Sainsbury‘s has released its Christmas quarter results, revealing minimal sales gains.

In the 15 weeks to January 7, the retailer’s like-for-like were all but flat with a 0.1 per cent rise, and a total sales rise of just 0.8 per cent.

Despite disappointing overall results for the grocer, its non-food and convenience divisions‘ results were more promising. Clothing sales were boosted 10 per cent while general merchandise also rose by three per cent.

Its online arm reported a nine per cent lift in revenue and its convenience stores posted a six per cent rise.

The grocer, which acquired Home Retail Group in a £1.4 billion deal last year, has since pumped money into incorporating Argos and Habitat into its retail network.

Argos also reported healthy total sales growth of 4.1 per cent and both reported a bumper Christmas period, with Sainsbury‘s seeing a record 30 million customer transactions and £1 billion sales across the group.

Results from Morrisons were released on Monday, followed by Kantar Worldpanel‘s market share report, which saw Sainsbury‘s outpaced by its smaller rival posting growth of 2.9 per cent. 

READ MORE: Morrisons reports best sales in 7 years

Sainsbury‘s also saw a market share loss of 0.6 per cent.

“The market remains very competitive and the impact of the devaluation of sterling remains uncertain,” Sainsbury’s Group chief executive Mike Coupe said.

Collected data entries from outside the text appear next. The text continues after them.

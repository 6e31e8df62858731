//! Extraction of person records from one listing page.
//!
//! The listing renders each person as an `<li>` holding a link to the detail
//! page, a photo, and loosely labeled text ("실종일: ...", "실종장소: ...").
//! There is no stable structure below the `<li>`, so fields are pulled from the
//! block's flattened text with the rules in [`CompiledPatterns`].

use base64::Engine;
use base64::engine::general_purpose::STANDARD_NO_PAD;
use chrono::{DateTime, Utc};
use html_scraper::{ElementRef, Html, Selector};
use std::collections::HashSet;
use std::sync::LazyLock;
use tracing::{debug, trace, warn};
use unicode_normalization::UnicodeNormalization;
use url::Url;

use crate::data::models::{
    CandidateRecord, Category, Gender, NO_FEATURES, UNKNOWN_ADDRESS, UNKNOWN_MARKER,
};
use crate::geocode::AddressResolver;
use crate::source::dates::normalize_date_text;
use crate::source::errors::ExtractError;
use crate::source::patterns::{CompiledPatterns, first_capture, first_capture_where, first_rule};

static IMG_SELECTOR: LazyLock<Selector> = LazyLock::new(|| Selector::parse("img").unwrap());

/// Name, age, and gender of one person block.
#[derive(Debug, Clone, PartialEq, Eq)]
struct Identity {
    name: String,
    age: u32,
    gender: Gender,
}

impl Identity {
    fn fingerprint(&self) -> String {
        fingerprint(&self.name, self.age, self.gender)
    }
}

/// `name_age_gender`, with the name NFC-normalized and stripped of whitespace.
pub fn fingerprint(name: &str, age: u32, gender: Gender) -> String {
    let name: String = name.nfc().filter(|c| !c.is_whitespace()).collect();
    format!("{name}_{age}_{}", gender.as_str())
}

/// Deterministic id for records whose detail link carries no numeric id.
pub fn synthetic_id(fingerprint: &str) -> String {
    STANDARD_NO_PAD.encode(fingerprint.as_bytes())
}

pub struct RecordExtractor {
    patterns: CompiledPatterns,
    base: Url,
    resolver: AddressResolver,
}

impl RecordExtractor {
    /// `base` is the upstream origin; relative links and photo paths resolve against it.
    pub fn new(patterns: CompiledPatterns, base: Url, resolver: AddressResolver) -> Self {
        Self {
            patterns,
            base,
            resolver,
        }
    }

    /// Extract candidates from one page. Never fails: a page that cannot be
    /// processed yields no records, and a malformed person block is skipped.
    pub fn extract(&self, html: &str, now: DateTime<Utc>) -> Vec<CandidateRecord> {
        match self.try_extract(html, now) {
            Ok(records) => records,
            Err(e) => {
                warn!(error = ?e, "Failed to parse listing page, treating as empty");
                Vec::new()
            }
        }
    }

    fn try_extract(&self, html: &str, now: DateTime<Utc>) -> Result<Vec<CandidateRecord>, ExtractError> {
        if html.trim().is_empty() {
            return Err(ExtractError::EmptyDocument);
        }

        let document = Html::parse_document(html);
        let anchors: Vec<ElementRef<'_>> = document.select(&self.patterns.detail_selector).collect();
        if anchors.is_empty() {
            debug!("No detail links on page");
            return Ok(Vec::new());
        }

        let mut seen: HashSet<String> = HashSet::new();
        let mut records = Vec::new();

        for (index, anchor) in anchors.into_iter().enumerate() {
            let container = person_block(anchor);
            let text = block_text(container);

            let identity = match self.parse_identity(&text) {
                Ok(Some(identity)) => identity,
                Ok(None) => {
                    trace!(index, "Link block has no name and age, skipping");
                    continue;
                }
                Err(e) => {
                    warn!(index, error = ?e, "Failed to extract record, skipping");
                    continue;
                }
            };

            let fingerprint = identity.fingerprint();
            if seen.contains(&fingerprint) {
                trace!(index, fingerprint = %fingerprint, "Duplicate person block on page");
                continue;
            }

            match self.build_record(anchor, container, &text, identity, fingerprint, now) {
                Ok(record) => {
                    seen.insert(record.fingerprint.clone());
                    records.push(record);
                }
                Err(e) => warn!(index, error = ?e, "Failed to extract record, skipping"),
            }
        }

        debug!(count = records.len(), "Extracted records from page");
        Ok(records)
    }

    fn parse_identity(&self, text: &str) -> Result<Option<Identity>, ExtractError> {
        let Some(caps) = self.patterns.name_age.captures(text) else {
            return Ok(None);
        };
        let (Some(name), Some(age)) = (caps.get(1), caps.get(2)) else {
            return Ok(None);
        };
        let age = parse_age(age.as_str())?;
        let gender = first_rule(&self.patterns.gender, text).unwrap_or(Gender::Unknown);

        Ok(Some(Identity {
            name: name.as_str().to_string(),
            age,
            gender,
        }))
    }

    fn build_record(
        &self,
        anchor: ElementRef<'_>,
        container: ElementRef<'_>,
        text: &str,
        identity: Identity,
        fingerprint: String,
        now: DateTime<Utc>,
    ) -> Result<CandidateRecord, ExtractError> {
        let source_id = anchor
            .attr("href")
            .and_then(|href| self.link_id(href))
            .unwrap_or_else(|| synthetic_id(&fingerprint));

        let category = first_rule(&self.patterns.category, text).unwrap_or(Category::MissingChild);

        let photo_url = container
            .select(&IMG_SELECTOR)
            .next()
            .and_then(|img| img.attr("src"))
            .and_then(|src| self.photo_url(src));

        let age = match first_capture(&self.patterns.current_age, text) {
            Some(current) => parse_age(&current)?,
            None => identity.age,
        };

        let missing_date = first_capture(&self.patterns.missing_date, text)
            .map(|raw| normalize_date_text(&raw))
            .unwrap_or_else(|| now.to_rfc3339());

        let address = first_capture_where(&self.patterns.address, text, |value| {
            value.chars().count() > 2 && !value.contains(UNKNOWN_MARKER)
        })
        .unwrap_or_else(|| UNKNOWN_ADDRESS.to_string());

        let clothing = first_capture(&self.patterns.clothing, text);
        let description = clothing.clone().unwrap_or_else(|| NO_FEATURES.to_string());

        let location = self.resolver.resolve(&address);

        Ok(CandidateRecord {
            fingerprint,
            source_id,
            name: identity.name,
            age,
            gender: identity.gender,
            category,
            missing_date,
            address,
            location,
            photo_url,
            description,
            clothing: clothing.unwrap_or_else(|| NO_FEATURES.to_string()),
        })
    }

    /// Numeric person id from a detail link's query string.
    fn link_id(&self, href: &str) -> Option<String> {
        let url = self.base.join(href).ok()?;
        url.query_pairs()
            .find(|(key, _)| key == self.patterns.id_param.as_str())
            .map(|(_, value)| value.trim().to_string())
            .filter(|value| !value.is_empty() && value.chars().all(|c| c.is_ascii_digit()))
    }

    /// Absolute photo URL, or `None` for empty sources and placeholder images.
    fn photo_url(&self, src: &str) -> Option<String> {
        let src = src.trim();
        if src.is_empty() {
            return None;
        }

        let lowered = src.to_lowercase();
        if self
            .patterns
            .no_image_markers
            .iter()
            .any(|marker| lowered.contains(marker.as_str()))
        {
            return None;
        }

        let origin = self.base.origin().ascii_serialization();
        Some(if lowered.starts_with("http://") || lowered.starts_with("https://") {
            src.to_string()
        } else if let Some(rest) = src.strip_prefix("//") {
            format!("{}://{rest}", self.base.scheme())
        } else if src.starts_with('/') {
            format!("{origin}{src}")
        } else {
            format!("{origin}/{src}")
        })
    }
}

fn parse_age(digits: &str) -> Result<u32, ExtractError> {
    digits
        .trim()
        .parse()
        .map_err(|_| ExtractError::InvalidAge(digits.to_string()))
}

/// The nearest enclosing `<li>` of a detail link, falling back to its parent element.
fn person_block(anchor: ElementRef<'_>) -> ElementRef<'_> {
    anchor
        .ancestors()
        .filter_map(ElementRef::wrap)
        .find(|el| el.value().name() == "li")
        .or_else(|| anchor.parent().and_then(ElementRef::wrap))
        .unwrap_or(anchor)
}

/// All text inside `block`, NFC-normalized, with text nodes joined by single spaces.
fn block_text(block: ElementRef<'_>) -> String {
    let joined = block
        .text()
        .flat_map(str::split_whitespace)
        .collect::<Vec<_>>()
        .join(" ");
    joined.nfc().collect()
}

Hargreaves Lansdown senior analyst Laith Khalaf added: “Argos pulled Sainsbury‘s up by its bootstraps over the Christmas trading period, as the supermarket business failed to generate any sales growth on its own.

“However, against a backdrop of food deflation, flat sales are a pyrrhic victory for the supermarket, and represent an improvement on performance so far this financial year.

“Looking forward, 2017 promises to be a challenging year for the supermarkets, thanks to the falling pound, as they have limited scope to pass on the higher cost of imported food to customers in such a competitive environment.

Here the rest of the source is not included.